カテゴリー 12023年採択

兵庫県立兵庫高等学校

対象者数 640名 | 助成額 200万円

https://dmzcms.hyogo-c.ed.jp/hyogo-hs/NC3/

Program先生が変われば教育が変わる 
-STEAM教育(ワクワク)と真正の学び(実社会との接点)の往還-

 これまでの活動に改良を加え、教員の意識をアップデートすることで、兵庫高校独自のSTEAM教育と真正の学びが往還する特色ある学習体験の場をつくり、世界の最前線で未来を創造する人財を育成する。

 これまでの活動で、概ね生徒たちは社会問題について考え、新たな分野にも挑戦し、豊かな発想をもてるようになってきた。
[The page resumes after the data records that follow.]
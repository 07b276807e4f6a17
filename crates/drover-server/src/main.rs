//! TCP listener for the drover robot-piloting server.
//!
//! Accepts connections and hands each one to `drover_core::run` in its own
//! task. Sessions share no state, so a failed or malicious robot never
//! affects the others. Recovered secrets go to stdout with the `SECRET:`
//! prefix; everything else goes to stderr through tracing.

mod logging;

use std::net::SocketAddr;

use anyhow::Context;
use clap::Parser;
use tokio::net::TcpListener;
use tracing::{debug, error, info};

use crate::logging::{init_logging, LogLevel};

#[derive(Parser, Debug)]
#[command(name = "drover-server", version, about = "Robot-piloting TCP server")]
struct Cli {
    /// Port to listen on.
    #[arg(long, value_name = "PORT", default_value_t = drover_proto::DEFAULT_PORT)]
    port: u16,

    /// Minimum log level (stderr).
    #[arg(long, value_name = "LEVEL", default_value = "info")]
    log_level: LogLevel,
}

#[tokio::main]
async fn main() -> anyhow::Result<()> {
    let cli = Cli::parse();
    init_logging(cli.log_level);

    let addr = SocketAddr::from(([0, 0, 0, 0], cli.port));
    let listener = TcpListener::bind(addr)
        .await
        .with_context(|| format!("binding {addr}"))?;
    info!(%addr, "listening for robots");

    loop {
        let (stream, peer) = listener
            .accept()
            .await
            .context("accepting connection")?;

        tokio::spawn(async move {
            debug!(%peer, "robot connected");
            match drover_core::run(stream).await {
                Ok(secret) => {
                    println!("SECRET:{}", String::from_utf8_lossy(&secret));
                },
                Err(err) => error!(%peer, %err, "session failed"),
            }
            debug!(%peer, "connection closed");
        });
    }
}
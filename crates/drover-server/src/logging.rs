use clap::ValueEnum;

#[derive(Copy, Clone, Debug, ValueEnum)]
pub enum LogLevel {
    Error,
    Warn,
    Info,
    Debug,
    Trace,
}

impl LogLevel {
    pub fn as_filter(self) -> tracing::level_filters::LevelFilter {
        match self {
            LogLevel::Error => tracing::level_filters::LevelFilter::ERROR,
            LogLevel::Warn => tracing::level_filters::LevelFilter::WARN,
            LogLevel::Info => tracing::level_filters::LevelFilter::INFO,
            LogLevel::Debug => tracing::level_filters::LevelFilter::DEBUG,
            LogLevel::Trace => tracing::level_filters::LevelFilter::TRACE,
        }
    }
}

/// Diagnostics go to stderr; stdout is reserved for recovered secrets.
pub fn init_logging(level: LogLevel) {
    let _ = tracing_subscriber::fmt()
        .with_writer(std::io::stderr)
        .with_max_level(level.as_filter())
        .with_ansi(false)
        .with_target(false)
        .try_init();
}
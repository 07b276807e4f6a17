//! Per-message-kind length bounds.
//!
//! The frame reader enforces a hard payload bound per expected message kind;
//! a peer that cannot terminate within the bound is cut off mid-stream. The
//! values are protocol constants, not tunables.

/// Maximum number of digits in a login access code.
///
/// Checked by the authenticator after the read: the read itself runs with
/// the looser [`MessageKind::Confirmation`] bound so that a `RECHARGING`
/// notice (10 bytes) still fits in the confirmation slot.
pub const ACCESS_CODE_DIGITS: usize = 5;

/// The kinds of message a robot can send, each with its own read bound.
#[derive(Debug, Clone, Copy, PartialEq, Eq, Hash)]
pub enum MessageKind {
    /// Robot name, first message of a session.
    Username,
    /// Key-pair selector (reserved; the single-key handshake never reads
    /// one).
    KeyId,
    /// Login access code.
    Confirmation,
    /// Movement confirmation, `OK <x> <y>`.
    OkReply,
    /// `RECHARGING` / `FULL POWER` notice.
    PowerNotice,
    /// Secret message answered to `105 GET MESSAGE`.
    Secret,
}

impl MessageKind {
    /// Hard read bound in bytes, exclusive of the terminator.
    #[must_use]
    pub const fn max_payload(self) -> usize {
        match self {
            Self::Username => 18,
            Self::KeyId => 3,
            Self::Confirmation => 10,
            Self::OkReply => 10,
            Self::PowerNotice => 10,
            Self::Secret => 98,
        }
    }
}
//! Session error taxonomy.
//!
//! Four families of fault can end a session, each with its own observable
//! behavior on the wire:
//!
//! 1. **Syntax** — malformed framing, oversize message, bad access code,
//!    unparsable confirmation. Reported as `301 SYNTAX ERROR`.
//! 2. **Logic** — a well-formed message that violates protocol state, such
//!    as breaking a recharging pause. Reported as `302 LOGIC ERROR`.
//! 3. **Authentication** — access code mismatch. Reported as
//!    `300 LOGIN FAILED`.
//! 4. **I/O** — timeout, disconnect, send failure. Nothing is reported; the
//!    peer is presumed gone.
//!
//! No fault is recovered locally. Every variant propagates to the session
//! top level, which sends the single report line (if any) and tears the
//! connection down.

use std::io;
use std::time::Duration;

use drover_proto::{ServerCommand, WireError};
use thiserror::Error;

/// A fault that terminates the session.
#[derive(Error, Debug)]
pub enum SessionError {
    /// Malformed or oversize input from the robot.
    #[error("syntax fault: {0}")]
    Syntax(&'static str),

    /// Well-formed input that violates the protocol state machine.
    #[error("logic fault: {0}")]
    Logic(&'static str),

    /// The robot's access code did not match the expected hash.
    #[error("access code mismatch")]
    LoginFailed,

    /// No byte arrived within the allotted window.
    #[error("read timed out after {0:?}")]
    Timeout(Duration),

    /// The robot closed the connection mid-message.
    #[error("connection closed by peer")]
    Disconnected,

    /// Transport failure outside the protocol's control.
    #[error("i/o failure: {0}")]
    Io(#[from] io::Error),
}

impl SessionError {
    /// The error line owed to the robot, if any.
    ///
    /// I/O faults return `None`: there is no point writing to a peer that
    /// timed out or hung up.
    #[must_use]
    pub fn report(&self) -> Option<ServerCommand> {
        match self {
            Self::Syntax(_) => Some(ServerCommand::SyntaxError),
            Self::Logic(_) => Some(ServerCommand::LogicError),
            Self::LoginFailed => Some(ServerCommand::LoginFailed),
            Self::Timeout(_) | Self::Disconnected | Self::Io(_) => None,
        }
    }
}

impl From<WireError> for SessionError {
    fn from(err: WireError) -> Self {
        match err {
            WireError::MalformedConfirmation => Self::Syntax("malformed confirmation"),
            WireError::MalformedAccessCode => Self::Syntax("malformed access code"),
        }
    }
}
一方、活動を教科学習に関連付けたり、教科横断型の学習を行う機会は少なく、教員側が有機的組織になっていないという課題が上がった。 そこで、全生徒が先進的かつ主体的な学習を進めるとともに、一部の教員だけでなく複数の教員が地域や大学、企業等と社会関係を結ぶことで、教科学習においても探究型学習の手法を用いたり(真正の学び)、これまでの学習指導要領にない新たな学び(STEAM教育)が提供できるよう、以下のプログラムを実施する。

(1)課題解決型探究学習
①論証力向上のためのデータサイエンス
②実社会への働きかけを伴う実践活動
③STEAM ROOMを拠点とする機器の活用

(2)特別研修
①神戸、東京、ベトナムでの世界の最先端を学ぶ研修
②教員、生徒が企画するSTEAM講座

(3)「先生の目の色変えちゃおう」プログラム
①生徒の行動力と教員の専門性を掛け合わせた協同探究の模索
②研修や発表会に参加し、校外での社会関係を構築

レポートアイコン
活動レポートReport

生徒のワクワクを引き出すSTEAM教育の模索

 2020年度に県のSTEAM教育実践モデル校となった際、「まずは本校においてのSTEAM教育を定義することから始まりました」と波部義広先生が話すように、4年前からSTEAM教育に取り組み始めた兵庫県立兵庫高校。「文理融合の知識に基づき、社会を担う創造力の基礎を育成する」「既存の学習指導要綱にない新たな学びを考える」「ICTやIoTの操作技術を高度化させ、それらを活用して新たな価値を生み出す力を育成する」という柱を設定し、1年目は有志教員による意見交換や、生徒向けの最先端技術を持つ神戸の企業・施設のフィールドワークなどを実施。翌年は複数名の教員に推進係となってもらい、授業にSTEAMの要素を取り入れたが、「実践するのは同じ教員になるという課題がありました」(波部先生)。

 そこで強化したのが、生徒主導での普及だ。生徒からSTEAM係を募り、3Dプリンターやドローン、VRなどの機器を設置したSTEAM ROOMを用意して自由に使ってもらった結果、独学で知見を身に付けた係が生徒・教員向けの講座を開いたり、他の生徒の探究活動をサポートするまでになった。VRのスキルで360度映像の学校紹介動画を制作した2年生の石井祐聖さんは「最先端の科学技術に触れられることが魅力的でした」と係に立候補した理由を振り返る。3Dプリンター担当の2年生の大内健太郎さんは「発想力に富んだ仲間に刺激を受け、自分の新たな可能性に気づくことができました」と話す。「質素剛健自重自治」の理念を掲げる同校には校則はなく、校内行事も生徒主体で運営するなど、生徒の自主性を重んじ、また生徒も主体的に考え・動くという校風がある。生徒の自走の下にSTEAMをまず普及させ、その実績をもって先生を変えていく方針は同校に適していたと考えられる。また教員に対しては、教科横断を意識してもらうために、ペアを組んで互いの専門分野を融合した授業プログラムを開発する研修を実施。企画した望月翔平先生は、「戸惑いながらも、数学的な見地から音楽の美しさを見いだす、古典と日本史の横断クイズなどのアウトプットを出してくれました」と話す。

 毎年試行錯誤でSTEAM教育の模索に取り組む同校には、全国から多くの教育関係者が視察に訪れている。「2024年度は生徒自走を加速するとともに、STEAM教育に関わる教員の強化に取り組みたい」と波部先生は話す。

STEAM係が講師となって、夏季STEAM特別講座を実施。

こちらも夏季STEAM特別講座の様子。その他、オープンスクールや学校説明会でも活躍している。